Y by sami1618, ItsBesi, solidgreen

Here's my solution:
The inequality can be rewritten as $2S(\frac{1}{sin \alpha}+\frac{1}{sin \beta}+\frac{1}{sin \gamma}-\frac{4}{\sqrt{3}})\geq PA^2+PB^2+PC^2$ .

Note that $AB\cdot AC\cdot\sin\alpha=AB\cdot BC\cdot\sin\beta=AC\cdot BC\cdot\sin\gamma=2S$ and

$2S=PA\cdot PB\cdot\sin 120^{\circ}+PB\cdot PC\cdot\sin 120^{\circ}+PC\cdot PA\cdot\sin 120^{\circ}=(PA\cdot PB+PB\cdot PC +PC\cdot PA)\sin 120^{\circ}=(PA\cdot PB+PB\cdot PC +PC\cdot PA)\frac{\sqrt{3}}{2}$ .

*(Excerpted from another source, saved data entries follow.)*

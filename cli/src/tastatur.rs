//! Tastatur-Befehle waehrend eine Pipeline laeuft
//!
//! Eine Zeile auf stdin ist ein Befehl:
//! - `p` – Pause bzw. Fortsetzen
//! - `r` – Pipeline geordnet beenden und neu aufbauen
//! - `q` – geordnet beenden (wie Ctrl-C)
//!
//! Gelesen wird in einem eigenen Thread; blockierendes Lesen auf stdin darf
//! das Beenden der Laufzeit nicht aufhalten.

use std::io::{self, BufRead};
use std::str::FromStr;
use std::thread;

use sonance_audio::{Pipeline, PipelineState};
use tokio::sync::mpsc;
use tracing::{debug, info, warn};

/// Ein Befehl von der Tastatur
#[derive(Debug, Clone, Copy, PartialEq, Eq)]
pub enum Befehl {
    PauseUmschalten,
    Neustart,
    Beenden,
}

impl FromStr for Befehl {
    type Err = anyhow::Error;

    fn from_str(s: &str) -> anyhow::Result<Self> {
        match s.trim().to_lowercase().as_str() {
            "p" | "pause" => Ok(Self::PauseUmschalten),
            "r" | "neustart" => Ok(Self::Neustart),
            "q" | "beenden" => Ok(Self::Beenden),
            other => Err(anyhow::anyhow!(
                "Unbekannter Befehl '{other}' (p = Pause, r = Neustart, q = Beenden)"
            )),
        }
    }
}

/// Was die Sitzung nach einem Befehl tun soll
#[derive(Debug, Clone, Copy, PartialEq, Eq)]
pub enum Folge {
    Weiter,
    Neustart,
    Beenden,
}

/// Startet den Lese-Thread. Endet stdin, wird der Kanal geschlossen.
pub fn lesen() -> mpsc::Receiver<Befehl> {
    let (tx, rx) = mpsc::channel(8);
    let gestartet = thread::Builder::new()
        .name("sonance-tastatur".into())
        .spawn(move || {
            for zeile in io::stdin().lock().lines() {
                let Ok(zeile) = zeile else { break };
                if zeile.trim().is_empty() {
                    continue;
                }
                match zeile.parse::<Befehl>() {
                    Ok(befehl) => {
                        if tx.blocking_send(befehl).is_err() {
                            break;
                        }
                    }
                    Err(e) => warn!("{e}"),
                }
            }
            debug!("Tastatur-Eingabe beendet");
        });
    if let Err(e) = gestartet {
        warn!("Ohne Tastatur-Befehle: {e}");
    }
    rx
}

/// Wendet einen Befehl auf die laufende Pipeline an
pub fn anwenden(pipeline: &Pipeline, befehl: Befehl) -> Folge {
    match befehl {
        Befehl::PauseUmschalten => {
            let ergebnis = match pipeline.state() {
                PipelineState::Paused => pipeline.resume().map(|()| "fortgesetzt"),
                _ => pipeline.pause().map(|()| "pausiert"),
            };
            match ergebnis {
                Ok(was) => info!(pipeline = %pipeline.name(), "Pipeline {was}"),
                Err(e) => debug!("Pause abgelehnt: {e}"),
            }
            Folge::Weiter
        }
        Befehl::Neustart => {
            info!(pipeline = %pipeline.name(), "Neustart angefordert");
            anhalten(pipeline);
            Folge::Neustart
        }
        Befehl::Beenden => {
            anhalten(pipeline);
            Folge::Beenden
        }
    }
}

/// Fordert geordnetes Beenden an; eine schon beendete Pipeline ist kein Fehler
pub(crate) fn anhalten(pipeline: &Pipeline) {
    if let Err(e) = pipeline.stop() {
        debug!("Stop abgelehnt: {e}");
    }
}
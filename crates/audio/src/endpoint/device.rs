//! Geraete-Endpunkte
//!
//! Delegieren Lesen und Schreiben an einen `DeviceDriver`. `close()` stoppt
//! das Geraet genau einmal; danach liefert jeder I/O-Aufruf `EndpointClosed`.

use std::time::Duration;

use tracing::{debug, info};

use super::{accepts_exact, EndpointCounters, FrameSink, FrameSource, ReadOutcome};
use crate::device::{resolve_stream, DeviceBackend, DeviceDriver, Direction};
use crate::error::{AudioError, AudioResult};
use crate::format::{AudioFormat, StreamFormat};
use crate::frame::Frame;

/// Aufnahme-Geraet als Frame-Quelle
pub struct DeviceSource {
    name: String,
    driver: Box<dyn DeviceDriver>,
    format: AudioFormat,
    counters: EndpointCounters,
    stopped: bool,
}

impl DeviceSource {
    pub fn new(name: impl Into<String>, driver: Box<dyn DeviceDriver>, format: AudioFormat) -> Self {
        Self {
            name: name.into(),
            driver,
            format,
            counters: EndpointCounters::new(),
            stopped: false,
        }
    }

    /// Oeffnet das angegebene (oder das Standard-) Eingabegeraet
    pub fn open(
        backend: &dyn DeviceBackend,
        api: u32,
        device_id: Option<u32>,
        format: AudioFormat,
    ) -> AudioResult<Self> {
        let params = resolve_stream(backend, api, device_id, Direction::Input, format)?;
        let driver = backend.open_input(&params)?;
        info!(geraet = params.device_id, format = %format, "Eingabegeraet geoeffnet");
        Ok(Self::new(format!("device-in:{}", params.device_id), driver, format))
    }

    /// Aufgenommene Zeit laut Geraet
    pub fn current_time(&self) -> Duration {
        self.driver.current_time()
    }
}

impl FrameSource for DeviceSource {
    fn name(&self) -> &str {
        &self.name
    }

    fn format(&self) -> AudioFormat {
        self.format
    }

    fn read(&mut self, sequence: u64) -> AudioResult<ReadOutcome> {
        if self.stopped {
            return Err(AudioError::EndpointClosed(format!("{} gestoppt", self.name)));
        }
        let mut buf = vec![0u8; self.format.frame_len()];
        self.driver.read_frame(&mut buf)?;
        self.counters.record(buf.len());
        Ok(ReadOutcome::Frame(Frame::new(sequence, buf)))
    }

    fn pause(&mut self) -> AudioResult<()> {
        if self.stopped {
            return Ok(());
        }
        self.driver.pause()
    }

    fn resume(&mut self) -> AudioResult<()> {
        if self.stopped {
            return Err(AudioError::EndpointClosed(format!("{} gestoppt", self.name)));
        }
        self.driver.resume()
    }

    fn close(&mut self) -> AudioResult<()> {
        if std::mem::replace(&mut self.stopped, true) {
            return Ok(());
        }
        debug!(quelle = %self.name, "Geraet wird gestoppt");
        self.driver.stop()
    }

    fn counters(&self) -> EndpointCounters {
        self.counters.clone()
    }
}

/// Wiedergabe-Geraet als Frame-Senke
pub struct DeviceSink {
    name: String,
    driver: Box<dyn DeviceDriver>,
    format: AudioFormat,
    counters: EndpointCounters,
    stopped: bool,
}

impl DeviceSink {
    pub fn new(name: impl Into<String>, driver: Box<dyn DeviceDriver>, format: AudioFormat) -> Self {
        Self {
            name: name.into(),
            driver,
            format,
            counters: EndpointCounters::new(),
            stopped: false,
        }
    }

    /// Oeffnet das angegebene (oder das Standard-) Ausgabegeraet
    pub fn open(
        backend: &dyn DeviceBackend,
        api: u32,
        device_id: Option<u32>,
        format: AudioFormat,
    ) -> AudioResult<Self> {
        let params = resolve_stream(backend, api, device_id, Direction::Output, format)?;
        let driver = backend.open_output(&params)?;
        info!(geraet = params.device_id, format = %format, "Ausgabegeraet geoeffnet");
        Ok(Self::new(format!("device-out:{}", params.device_id), driver, format))
    }

    /// Gespielte Zeit laut Geraet
    pub fn current_time(&self) -> Duration {
        self.driver.current_time()
    }
}

impl FrameSink for DeviceSink {
    fn name(&self) -> &str {
        &self.name
    }

    fn accepts(&self, format: &StreamFormat) -> AudioResult<()> {
        accepts_exact(&self.format, format, &self.name)
    }

    fn write(&mut self, frame: &Frame) -> AudioResult<()> {
        if self.stopped {
            return Err(AudioError::EndpointClosed(format!("{} gestoppt", self.name)));
        }
        frame.check_len(&self.format)?;
        self.driver.write_frame(frame.data())?;
        self.counters.record(frame.len());
        Ok(())
    }

    fn close(&mut self) -> AudioResult<()> {
        if std::mem::replace(&mut self.stopped, true) {
            return Ok(());
        }
        debug!(senke = %self.name, "Geraet wird gestoppt");
        self.driver.stop()
    }

    fn latency(&self) -> Option<Duration> {
        self.driver.latency()
    }

    fn counters(&self) -> EndpointCounters {
        self.counters.clone()
    }
}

The inequality can be further rewritten as $AB\cdot AC + AC\cdot BC+BC\cdot AB - 2(PA\cdot PB+PB\cdot PC+ PC\cdot PA)\geq PA^2+PB^2+PC^2$ that is equivalen to $AB\cdot AC + AC\cdot BC+BC\cdot AB\geq (PA+PB+PC)^2$

Consider the points $X$ and $Y$ such that $\bigtriangleup XAB$ and $\bigtriangleup YAC$ are equilateral ( $X$ and $C$ lie on different halfplanes with respect to $AB$ , similarly $Y$ and $B$ with respect to $AC$ ). $\angle AXB+\angle APB=180^{\circ}=\angle AYC+\angle APC\Rightarrow XAPB$ and $YAPC$ are cyclic quadrilaterals.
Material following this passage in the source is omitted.